**Task instructions**
Your task is to work out how many lines in the data include the word "while". Reply with the number alone.

(Beginning of Provided data)

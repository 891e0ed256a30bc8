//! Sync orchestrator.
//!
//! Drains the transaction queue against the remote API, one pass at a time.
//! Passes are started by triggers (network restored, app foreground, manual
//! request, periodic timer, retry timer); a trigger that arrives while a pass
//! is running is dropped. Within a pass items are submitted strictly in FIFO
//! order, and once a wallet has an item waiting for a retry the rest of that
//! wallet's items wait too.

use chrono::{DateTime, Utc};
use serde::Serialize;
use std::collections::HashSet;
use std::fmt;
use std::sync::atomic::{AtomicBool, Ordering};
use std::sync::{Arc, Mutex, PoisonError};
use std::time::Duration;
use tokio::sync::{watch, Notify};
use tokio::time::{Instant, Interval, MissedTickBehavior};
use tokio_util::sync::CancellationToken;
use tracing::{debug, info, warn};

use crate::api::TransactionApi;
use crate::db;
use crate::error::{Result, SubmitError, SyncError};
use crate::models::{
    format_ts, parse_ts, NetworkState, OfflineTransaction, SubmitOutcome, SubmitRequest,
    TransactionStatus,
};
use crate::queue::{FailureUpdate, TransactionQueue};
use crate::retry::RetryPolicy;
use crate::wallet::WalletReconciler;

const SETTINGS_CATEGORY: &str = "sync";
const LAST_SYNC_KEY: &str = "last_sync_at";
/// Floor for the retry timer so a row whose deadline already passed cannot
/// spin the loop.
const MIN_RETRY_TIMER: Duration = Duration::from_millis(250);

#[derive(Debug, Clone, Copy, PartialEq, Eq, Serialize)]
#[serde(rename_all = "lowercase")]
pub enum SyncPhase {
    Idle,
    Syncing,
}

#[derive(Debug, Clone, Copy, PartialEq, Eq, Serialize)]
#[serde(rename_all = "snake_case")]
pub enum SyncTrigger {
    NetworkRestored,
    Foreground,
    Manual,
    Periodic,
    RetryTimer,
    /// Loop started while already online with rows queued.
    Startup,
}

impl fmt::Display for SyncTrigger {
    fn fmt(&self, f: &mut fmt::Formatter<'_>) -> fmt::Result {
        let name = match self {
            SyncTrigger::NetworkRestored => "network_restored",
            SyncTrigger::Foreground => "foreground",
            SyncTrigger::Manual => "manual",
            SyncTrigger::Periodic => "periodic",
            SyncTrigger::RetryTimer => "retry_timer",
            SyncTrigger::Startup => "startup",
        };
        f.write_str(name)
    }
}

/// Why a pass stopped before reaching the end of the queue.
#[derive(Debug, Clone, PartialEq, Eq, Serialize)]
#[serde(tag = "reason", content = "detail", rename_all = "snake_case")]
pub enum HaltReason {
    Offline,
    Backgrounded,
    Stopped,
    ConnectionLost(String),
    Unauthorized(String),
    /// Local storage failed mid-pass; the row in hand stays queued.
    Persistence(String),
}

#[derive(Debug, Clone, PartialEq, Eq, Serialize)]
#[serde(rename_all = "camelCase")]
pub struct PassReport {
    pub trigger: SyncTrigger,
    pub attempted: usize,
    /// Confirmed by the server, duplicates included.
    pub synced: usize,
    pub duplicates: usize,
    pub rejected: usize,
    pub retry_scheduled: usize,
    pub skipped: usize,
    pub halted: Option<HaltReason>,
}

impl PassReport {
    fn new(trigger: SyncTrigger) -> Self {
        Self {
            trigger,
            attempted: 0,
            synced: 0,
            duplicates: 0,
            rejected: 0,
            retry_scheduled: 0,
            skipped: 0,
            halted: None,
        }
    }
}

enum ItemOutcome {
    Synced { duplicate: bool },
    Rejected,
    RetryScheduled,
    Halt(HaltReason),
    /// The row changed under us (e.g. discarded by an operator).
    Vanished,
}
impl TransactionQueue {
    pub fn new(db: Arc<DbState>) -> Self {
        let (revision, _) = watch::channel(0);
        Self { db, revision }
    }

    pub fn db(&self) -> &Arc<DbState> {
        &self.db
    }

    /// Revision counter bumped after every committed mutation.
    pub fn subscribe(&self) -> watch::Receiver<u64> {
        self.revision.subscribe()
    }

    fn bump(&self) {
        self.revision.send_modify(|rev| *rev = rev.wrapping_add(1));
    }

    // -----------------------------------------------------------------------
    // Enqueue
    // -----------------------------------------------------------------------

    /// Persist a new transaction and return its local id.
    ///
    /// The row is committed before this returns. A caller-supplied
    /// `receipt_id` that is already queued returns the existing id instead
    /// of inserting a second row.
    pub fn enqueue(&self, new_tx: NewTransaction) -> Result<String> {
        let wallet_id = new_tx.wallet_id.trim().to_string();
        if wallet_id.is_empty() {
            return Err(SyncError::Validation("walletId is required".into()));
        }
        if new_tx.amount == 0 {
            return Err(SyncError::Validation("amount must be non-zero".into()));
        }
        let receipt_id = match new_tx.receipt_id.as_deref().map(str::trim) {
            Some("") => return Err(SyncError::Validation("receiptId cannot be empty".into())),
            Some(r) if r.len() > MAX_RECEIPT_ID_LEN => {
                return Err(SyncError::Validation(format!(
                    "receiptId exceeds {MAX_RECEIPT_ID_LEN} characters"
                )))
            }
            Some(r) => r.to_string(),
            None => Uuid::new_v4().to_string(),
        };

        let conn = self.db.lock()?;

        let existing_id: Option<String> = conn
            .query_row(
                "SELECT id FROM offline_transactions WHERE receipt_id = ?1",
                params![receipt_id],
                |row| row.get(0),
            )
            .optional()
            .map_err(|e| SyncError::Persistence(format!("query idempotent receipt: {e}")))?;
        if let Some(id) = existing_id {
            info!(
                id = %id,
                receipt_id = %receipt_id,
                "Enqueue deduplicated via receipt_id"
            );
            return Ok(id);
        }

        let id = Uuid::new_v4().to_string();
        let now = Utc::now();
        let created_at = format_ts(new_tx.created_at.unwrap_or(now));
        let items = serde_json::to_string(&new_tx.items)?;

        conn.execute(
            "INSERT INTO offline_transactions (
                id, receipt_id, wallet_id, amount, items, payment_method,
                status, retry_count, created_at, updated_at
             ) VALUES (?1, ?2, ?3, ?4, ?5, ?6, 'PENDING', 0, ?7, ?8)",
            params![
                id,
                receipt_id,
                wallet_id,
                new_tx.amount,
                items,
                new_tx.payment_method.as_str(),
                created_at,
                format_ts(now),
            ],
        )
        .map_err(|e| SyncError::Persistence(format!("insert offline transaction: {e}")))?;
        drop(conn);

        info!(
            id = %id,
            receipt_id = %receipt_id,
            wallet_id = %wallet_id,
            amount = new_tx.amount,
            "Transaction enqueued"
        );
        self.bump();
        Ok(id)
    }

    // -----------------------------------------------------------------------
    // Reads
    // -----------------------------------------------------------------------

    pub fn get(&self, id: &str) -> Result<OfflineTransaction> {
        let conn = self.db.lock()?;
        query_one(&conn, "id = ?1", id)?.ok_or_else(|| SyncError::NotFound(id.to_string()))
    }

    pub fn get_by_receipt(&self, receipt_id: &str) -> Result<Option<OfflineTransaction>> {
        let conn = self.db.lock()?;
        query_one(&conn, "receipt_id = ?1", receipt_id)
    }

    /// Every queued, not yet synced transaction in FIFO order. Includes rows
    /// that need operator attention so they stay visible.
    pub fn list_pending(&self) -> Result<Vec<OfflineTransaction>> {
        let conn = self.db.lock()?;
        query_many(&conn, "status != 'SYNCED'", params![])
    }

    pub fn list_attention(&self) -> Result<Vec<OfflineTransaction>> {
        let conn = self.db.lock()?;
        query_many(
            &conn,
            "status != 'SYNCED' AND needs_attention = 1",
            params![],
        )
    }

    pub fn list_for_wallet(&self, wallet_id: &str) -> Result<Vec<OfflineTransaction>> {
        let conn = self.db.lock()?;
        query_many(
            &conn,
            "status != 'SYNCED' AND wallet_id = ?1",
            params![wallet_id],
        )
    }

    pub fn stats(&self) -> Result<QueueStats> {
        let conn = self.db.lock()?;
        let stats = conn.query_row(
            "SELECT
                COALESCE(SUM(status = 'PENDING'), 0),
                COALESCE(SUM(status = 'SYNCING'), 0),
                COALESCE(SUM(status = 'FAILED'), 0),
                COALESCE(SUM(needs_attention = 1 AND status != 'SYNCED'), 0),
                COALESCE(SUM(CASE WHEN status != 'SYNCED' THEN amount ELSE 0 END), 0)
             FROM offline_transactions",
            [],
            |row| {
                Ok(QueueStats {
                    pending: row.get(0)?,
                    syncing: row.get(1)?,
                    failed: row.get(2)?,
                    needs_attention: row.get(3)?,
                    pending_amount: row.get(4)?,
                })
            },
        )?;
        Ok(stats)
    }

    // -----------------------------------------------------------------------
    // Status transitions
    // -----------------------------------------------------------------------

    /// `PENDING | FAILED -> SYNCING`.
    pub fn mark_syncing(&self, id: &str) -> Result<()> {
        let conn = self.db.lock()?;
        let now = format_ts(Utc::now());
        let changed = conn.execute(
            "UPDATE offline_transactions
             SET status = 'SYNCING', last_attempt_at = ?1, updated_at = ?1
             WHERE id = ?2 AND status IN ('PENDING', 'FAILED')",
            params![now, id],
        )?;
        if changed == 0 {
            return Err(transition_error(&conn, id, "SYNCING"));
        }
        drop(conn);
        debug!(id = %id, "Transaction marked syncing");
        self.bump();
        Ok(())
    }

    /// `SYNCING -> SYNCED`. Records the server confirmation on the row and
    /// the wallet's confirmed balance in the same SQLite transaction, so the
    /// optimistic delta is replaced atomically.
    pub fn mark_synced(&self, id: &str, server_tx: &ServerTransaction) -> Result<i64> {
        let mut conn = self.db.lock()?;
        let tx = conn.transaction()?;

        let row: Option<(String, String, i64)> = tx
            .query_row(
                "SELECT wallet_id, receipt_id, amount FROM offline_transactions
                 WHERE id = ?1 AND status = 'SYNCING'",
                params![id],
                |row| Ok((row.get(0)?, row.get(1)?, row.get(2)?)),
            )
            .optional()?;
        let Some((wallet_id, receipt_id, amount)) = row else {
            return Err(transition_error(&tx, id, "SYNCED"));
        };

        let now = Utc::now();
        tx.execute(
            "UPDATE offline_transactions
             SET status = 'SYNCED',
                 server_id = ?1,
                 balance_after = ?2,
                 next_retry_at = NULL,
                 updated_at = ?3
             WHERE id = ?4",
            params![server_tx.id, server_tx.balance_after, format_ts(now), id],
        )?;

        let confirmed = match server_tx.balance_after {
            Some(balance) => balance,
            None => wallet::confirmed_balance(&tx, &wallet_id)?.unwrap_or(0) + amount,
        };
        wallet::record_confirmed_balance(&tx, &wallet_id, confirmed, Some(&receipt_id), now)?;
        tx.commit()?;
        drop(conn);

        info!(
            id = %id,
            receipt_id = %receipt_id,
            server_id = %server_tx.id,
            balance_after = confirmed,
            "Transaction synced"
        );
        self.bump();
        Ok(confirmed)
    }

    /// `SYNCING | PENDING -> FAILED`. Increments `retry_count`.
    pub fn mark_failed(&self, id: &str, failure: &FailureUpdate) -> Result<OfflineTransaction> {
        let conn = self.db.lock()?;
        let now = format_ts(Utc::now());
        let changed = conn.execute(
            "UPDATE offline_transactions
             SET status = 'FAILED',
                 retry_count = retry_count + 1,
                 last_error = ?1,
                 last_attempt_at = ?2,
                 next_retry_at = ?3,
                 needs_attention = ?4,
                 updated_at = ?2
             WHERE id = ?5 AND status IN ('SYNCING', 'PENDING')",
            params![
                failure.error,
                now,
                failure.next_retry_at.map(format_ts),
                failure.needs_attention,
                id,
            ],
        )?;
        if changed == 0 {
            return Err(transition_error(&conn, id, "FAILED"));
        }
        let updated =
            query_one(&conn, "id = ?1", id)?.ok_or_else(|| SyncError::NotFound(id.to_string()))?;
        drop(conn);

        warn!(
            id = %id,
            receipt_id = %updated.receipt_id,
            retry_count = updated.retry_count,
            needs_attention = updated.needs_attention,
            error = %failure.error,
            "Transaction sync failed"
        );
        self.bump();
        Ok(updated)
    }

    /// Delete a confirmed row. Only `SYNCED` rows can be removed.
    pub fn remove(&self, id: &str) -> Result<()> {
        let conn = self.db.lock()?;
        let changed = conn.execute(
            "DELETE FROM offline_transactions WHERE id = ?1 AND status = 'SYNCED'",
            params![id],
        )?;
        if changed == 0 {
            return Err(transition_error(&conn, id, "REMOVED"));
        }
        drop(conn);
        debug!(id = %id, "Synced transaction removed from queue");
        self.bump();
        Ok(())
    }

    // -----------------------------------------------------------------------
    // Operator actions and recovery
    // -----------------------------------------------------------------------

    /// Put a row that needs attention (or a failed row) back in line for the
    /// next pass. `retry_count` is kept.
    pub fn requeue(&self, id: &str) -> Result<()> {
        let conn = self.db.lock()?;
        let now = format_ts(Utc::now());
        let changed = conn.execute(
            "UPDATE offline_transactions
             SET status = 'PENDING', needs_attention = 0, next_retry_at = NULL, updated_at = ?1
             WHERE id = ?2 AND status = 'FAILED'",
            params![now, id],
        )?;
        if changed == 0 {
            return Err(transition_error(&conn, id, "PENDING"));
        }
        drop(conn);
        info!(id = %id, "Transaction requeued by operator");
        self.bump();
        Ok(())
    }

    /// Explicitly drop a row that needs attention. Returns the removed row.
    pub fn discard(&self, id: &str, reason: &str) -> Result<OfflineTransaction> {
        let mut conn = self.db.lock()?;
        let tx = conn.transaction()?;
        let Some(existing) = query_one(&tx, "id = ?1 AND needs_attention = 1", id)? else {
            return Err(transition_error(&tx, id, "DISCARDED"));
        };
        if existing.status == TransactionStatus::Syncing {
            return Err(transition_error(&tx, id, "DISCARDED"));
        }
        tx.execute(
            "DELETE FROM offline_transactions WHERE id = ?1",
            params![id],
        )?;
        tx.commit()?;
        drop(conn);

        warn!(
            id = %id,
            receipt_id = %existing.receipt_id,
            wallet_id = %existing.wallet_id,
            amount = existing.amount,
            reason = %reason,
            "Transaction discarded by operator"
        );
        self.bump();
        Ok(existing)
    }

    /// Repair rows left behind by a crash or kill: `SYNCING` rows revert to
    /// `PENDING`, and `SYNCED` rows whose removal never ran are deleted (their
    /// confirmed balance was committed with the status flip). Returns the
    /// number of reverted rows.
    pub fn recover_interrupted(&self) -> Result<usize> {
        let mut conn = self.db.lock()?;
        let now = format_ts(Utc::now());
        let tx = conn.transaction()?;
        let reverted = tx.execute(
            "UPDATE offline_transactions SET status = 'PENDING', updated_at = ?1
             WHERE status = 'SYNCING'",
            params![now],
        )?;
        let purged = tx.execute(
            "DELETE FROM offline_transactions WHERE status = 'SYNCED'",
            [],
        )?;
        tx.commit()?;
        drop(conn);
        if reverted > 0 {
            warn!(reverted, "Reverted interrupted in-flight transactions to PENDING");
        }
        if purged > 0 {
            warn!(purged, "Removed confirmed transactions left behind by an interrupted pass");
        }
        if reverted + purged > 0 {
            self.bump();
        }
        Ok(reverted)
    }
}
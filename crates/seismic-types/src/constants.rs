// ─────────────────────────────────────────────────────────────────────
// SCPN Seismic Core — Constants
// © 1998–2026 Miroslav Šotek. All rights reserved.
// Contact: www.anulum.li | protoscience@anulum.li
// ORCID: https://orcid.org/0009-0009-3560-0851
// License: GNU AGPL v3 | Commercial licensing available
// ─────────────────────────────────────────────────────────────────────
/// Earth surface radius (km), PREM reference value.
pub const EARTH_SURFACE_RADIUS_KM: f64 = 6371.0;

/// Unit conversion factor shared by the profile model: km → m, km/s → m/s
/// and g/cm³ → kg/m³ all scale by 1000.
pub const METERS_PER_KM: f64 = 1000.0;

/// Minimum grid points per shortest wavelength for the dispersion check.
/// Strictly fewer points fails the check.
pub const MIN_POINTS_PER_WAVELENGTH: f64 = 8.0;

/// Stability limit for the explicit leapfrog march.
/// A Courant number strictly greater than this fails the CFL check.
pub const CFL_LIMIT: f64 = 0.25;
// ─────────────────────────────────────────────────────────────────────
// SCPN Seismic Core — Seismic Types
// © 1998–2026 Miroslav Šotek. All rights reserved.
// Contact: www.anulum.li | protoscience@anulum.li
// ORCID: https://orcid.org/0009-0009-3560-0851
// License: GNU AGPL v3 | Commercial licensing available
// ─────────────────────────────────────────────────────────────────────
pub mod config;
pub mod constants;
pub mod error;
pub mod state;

(End of Provided data)

**Exercise response**
2